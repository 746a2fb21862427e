//! Enumeration types for the Frontier simulation.
//!
//! Every finite state machine in the data model (actor status, NPC behavior,
//! resource lifecycle, behemoth cycle, trade status) is a closed enum here so
//! that downstream crates can match exhaustively.

use serde::{Deserialize, Serialize};

// ---------------------------------------------------------------------------
// Roles
// ---------------------------------------------------------------------------

/// The fixed archetype an actor picks on role selection.
#[derive(Debug, Clone, Copy, PartialEq, Eq, PartialOrd, Ord, Hash, Serialize, Deserialize)]
#[serde(rename_all = "snake_case")]
pub enum Role {
    /// Peaceful lumber specialist. Never attacks; cannot work gold veins.
    Woodcutter,
    /// Ore and gold specialist. Cannot fell trees.
    Miner,
    /// Player-controlled monster. No economy, evolves by killing and eating,
    /// and dies permanently.
    Monster,
}

impl Role {
    /// Whether this is the monster archetype (permadeath, evolution).
    pub const fn is_monster(self) -> bool {
        matches!(self, Self::Monster)
    }

    /// Whether this archetype refuses to initiate attacks.
    pub const fn is_peaceful(self) -> bool {
        matches!(self, Self::Woodcutter)
    }
}

// ---------------------------------------------------------------------------
// Actor status
// ---------------------------------------------------------------------------

/// What an actor is currently doing.
#[derive(Debug, Clone, Copy, PartialEq, Eq, PartialOrd, Ord, Hash, Serialize, Deserialize)]
#[serde(rename_all = "snake_case")]
pub enum ActorStatus {
    /// Standing still, free to act.
    Idle,
    /// Walking toward a destination.
    Moving,
    /// Working a resource node.
    Gathering,
    /// Waiting on a crafting job.
    Crafting,
    /// Holding an active combat pair.
    Fighting,
    /// Dead; waiting for respawn (or forever, for monsters).
    Dead,
    /// Mining ore from an unconscious behemoth.
    Climbing,
    /// Waiting on a proposed trade.
    Trading,
}

// ---------------------------------------------------------------------------
// NPC behavior
// ---------------------------------------------------------------------------

/// Behavior state of an environment-spawned NPC monster.
#[derive(Debug, Clone, Copy, PartialEq, Eq, PartialOrd, Ord, Hash, Serialize, Deserialize)]
#[serde(rename_all = "snake_case")]
pub enum MonsterBehavior {
    /// Just spawned; begins patrolling on its next update.
    Idle,
    /// Random walk around the patrol origin.
    Patrol,
    /// Closing in on a locked target.
    Chase,
    /// In range and holding a combat pair against the target.
    Attack,
    /// Badly hurt and running from the threat.
    Flee,
}

// ---------------------------------------------------------------------------
// Resources
// ---------------------------------------------------------------------------

/// Kind of gatherable resource node.
#[derive(Debug, Clone, Copy, PartialEq, Eq, PartialOrd, Ord, Hash, Serialize, Deserialize)]
#[serde(rename_all = "snake_case")]
pub enum ResourceKind {
    /// Yields logs, one per cycle. May drop a seed when depleted.
    Tree,
    /// Yields gold, up to five per cycle.
    GoldVein,
    /// A planted seed growing into a tree.
    Sapling,
}

/// Lifecycle state of a resource node.
#[derive(Debug, Clone, Copy, PartialEq, Eq, PartialOrd, Ord, Hash, Serialize, Deserialize)]
#[serde(rename_all = "snake_case")]
pub enum ResourceState {
    /// Free to be gathered.
    Available,
    /// Locked by exactly one gatherer.
    BeingGathered,
    /// Remaining stock is zero.
    Depleted,
    /// A sapling waiting for its growth tick.
    Growing,
}

// ---------------------------------------------------------------------------
// Behemoths
// ---------------------------------------------------------------------------

/// Status cycle of a behemoth.
#[derive(Debug, Clone, Copy, PartialEq, Eq, PartialOrd, Ord, Hash, Serialize, Deserialize)]
#[serde(rename_all = "snake_case")]
pub enum BehemothStatus {
    /// Walking its patrol route. Can be attacked and fed.
    Roaming,
    /// Knocked out. Can be climbed for ore and fed.
    Unconscious,
    /// Shaking off climbers before it roams again.
    Waking,
}

// ---------------------------------------------------------------------------
// Structures
// ---------------------------------------------------------------------------

/// Kind of placed construction.
#[derive(Debug, Clone, Copy, PartialEq, Eq, PartialOrd, Ord, Hash, Serialize, Deserialize)]
#[serde(rename_all = "snake_case")]
pub enum StructureKind {
    /// A defensive wall segment.
    Wall,
    /// A campfire marking a camp.
    Campfire,
}

// ---------------------------------------------------------------------------
// Trades
// ---------------------------------------------------------------------------

/// Status of a proposed trade.
#[derive(Debug, Clone, Copy, PartialEq, Eq, PartialOrd, Ord, Hash, Serialize, Deserialize)]
#[serde(rename_all = "snake_case")]
pub enum TradeStatus {
    /// Waiting for the target's response.
    Pending,
    /// Swapped successfully.
    Accepted,
    /// Declined, or failed re-validation.
    Rejected,
    /// Nobody responded within the window.
    Expired,
}

// ---------------------------------------------------------------------------
// Items and equipment
// ---------------------------------------------------------------------------

/// An inventory item. Gold is tracked separately as a plain counter.
#[derive(Debug, Clone, Copy, PartialEq, Eq, PartialOrd, Ord, Hash, Serialize, Deserialize)]
#[serde(rename_all = "snake_case")]
pub enum Item {
    /// Raw lumber from trees.
    Log,
    /// Plantable tree seed.
    Seed,
    /// Rare ore from behemoths.
    Ore,
    /// Processed lumber.
    Plank,
    /// Woodcutting tool.
    Axe,
    /// Mining tool.
    Pickaxe,
    /// Weapon.
    Sword,
    /// Body armor.
    Armor,
}

impl Item {
    /// The equipment slot this item occupies, if it can be equipped.
    pub const fn slot(self) -> Option<EquipSlot> {
        match self {
            Self::Sword => Some(EquipSlot::Weapon),
            Self::Armor => Some(EquipSlot::Armor),
            Self::Axe | Self::Pickaxe => Some(EquipSlot::Tool),
            Self::Log | Self::Seed | Self::Ore | Self::Plank => None,
        }
    }

    /// Flat attack bonus while equipped.
    pub const fn attack_bonus(self) -> u32 {
        match self {
            Self::Sword => 8,
            Self::Axe | Self::Pickaxe => 2,
            _ => 0,
        }
    }

    /// Flat defense bonus while equipped.
    pub const fn defense_bonus(self) -> u32 {
        match self {
            Self::Armor => 5,
            _ => 0,
        }
    }
}

/// An equipment slot on an actor.
#[derive(Debug, Clone, Copy, PartialEq, Eq, PartialOrd, Ord, Hash, Serialize, Deserialize)]
#[serde(rename_all = "snake_case")]
pub enum EquipSlot {
    /// Weapon hand.
    Weapon,
    /// Body.
    Armor,
    /// Off hand tool.
    Tool,
}

// ---------------------------------------------------------------------------
// Commands
// ---------------------------------------------------------------------------

/// Discriminant of a [`Command`](crate::commands::Command), used in tick
/// results and cooldown tables.
#[derive(Debug, Clone, Copy, PartialEq, Eq, PartialOrd, Ord, Hash, Serialize, Deserialize)]
#[serde(rename_all = "snake_case")]
pub enum CommandKind {
    /// Walk to a point.
    Move,
    /// Start gathering a resource node.
    Gather,
    /// Lock onto a combat target.
    Attack,
    /// Eat a dead actor (monsters only).
    Eat,
    /// Start a crafting job.
    Craft,
    /// Propose a trade.
    TradePropose,
    /// Accept or reject a trade.
    TradeRespond,
    /// Plant a seed.
    Plant,
    /// Water a sapling.
    Water,
    /// Feed logs to a behemoth.
    Feed,
    /// Climb an unconscious behemoth.
    Climb,
    /// Equip an item.
    Equip,
    /// Place a structure.
    Build,
    /// Found an alliance.
    AllianceCreate,
    /// Join an alliance.
    AllianceJoin,
    /// Leave the current alliance.
    AllianceLeave,
    /// Say something.
    Chat,
    /// Stop moving and drop any job.
    Stop,
}

// ---------------------------------------------------------------------------
// Rejections
// ---------------------------------------------------------------------------

/// Machine-readable reason a command was rejected.
#[derive(Debug, Clone, Copy, PartialEq, Eq, PartialOrd, Ord, Hash, Serialize, Deserialize)]
#[serde(rename_all = "snake_case")]
pub enum RejectionReason {
    /// The acting actor does not exist.
    UnknownActor,
    /// The acting actor is dead.
    ActorDead,
    /// The acting actor is still on cooldown.
    OnCooldown,
    /// The actor's role may not perform this command.
    RoleNotAllowed,
    /// The referenced target does not exist.
    InvalidTarget,
    /// The target exists but is in the wrong state.
    UnavailableTarget,
    /// The target is farther than the action's range.
    OutOfRange,
    /// Coordinates outside the world.
    OutOfBounds,
    /// Not enough items or gold.
    InsufficientResources,
    /// Name or membership conflict.
    AlreadyExists,
    /// The actor is not in an alliance.
    NotInAlliance,
    /// Parameters are structurally valid but semantically nonsensical.
    InvalidParameters,
    /// The target vanished between validation and execution.
    TargetVanished,
}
********
[What you should do]: Output the data exactly, from the first line through the line that holds "pub enum Role", so that no later line appears.

[Answer below]:
repository 746a2fb21862427e
//! Enumeration types for the Frontier simulation.
//!
//! Every finite state machine in the data model (actor status, NPC behavior,
//! resource lifecycle, behemoth cycle, trade status) is a closed enum here so
//! that downstream crates can match exhaustively.

use serde::{Deserialize, Serialize};

// ---------------------------------------------------------------------------
// Roles
// ---------------------------------------------------------------------------

/// The fixed archetype an actor picks on role selection.
#[derive(Debug, Clone, Copy, PartialEq, Eq, PartialOrd, Ord, Hash, Serialize, Deserialize)]
#[serde(rename_all = "snake_case")]
pub enum Role {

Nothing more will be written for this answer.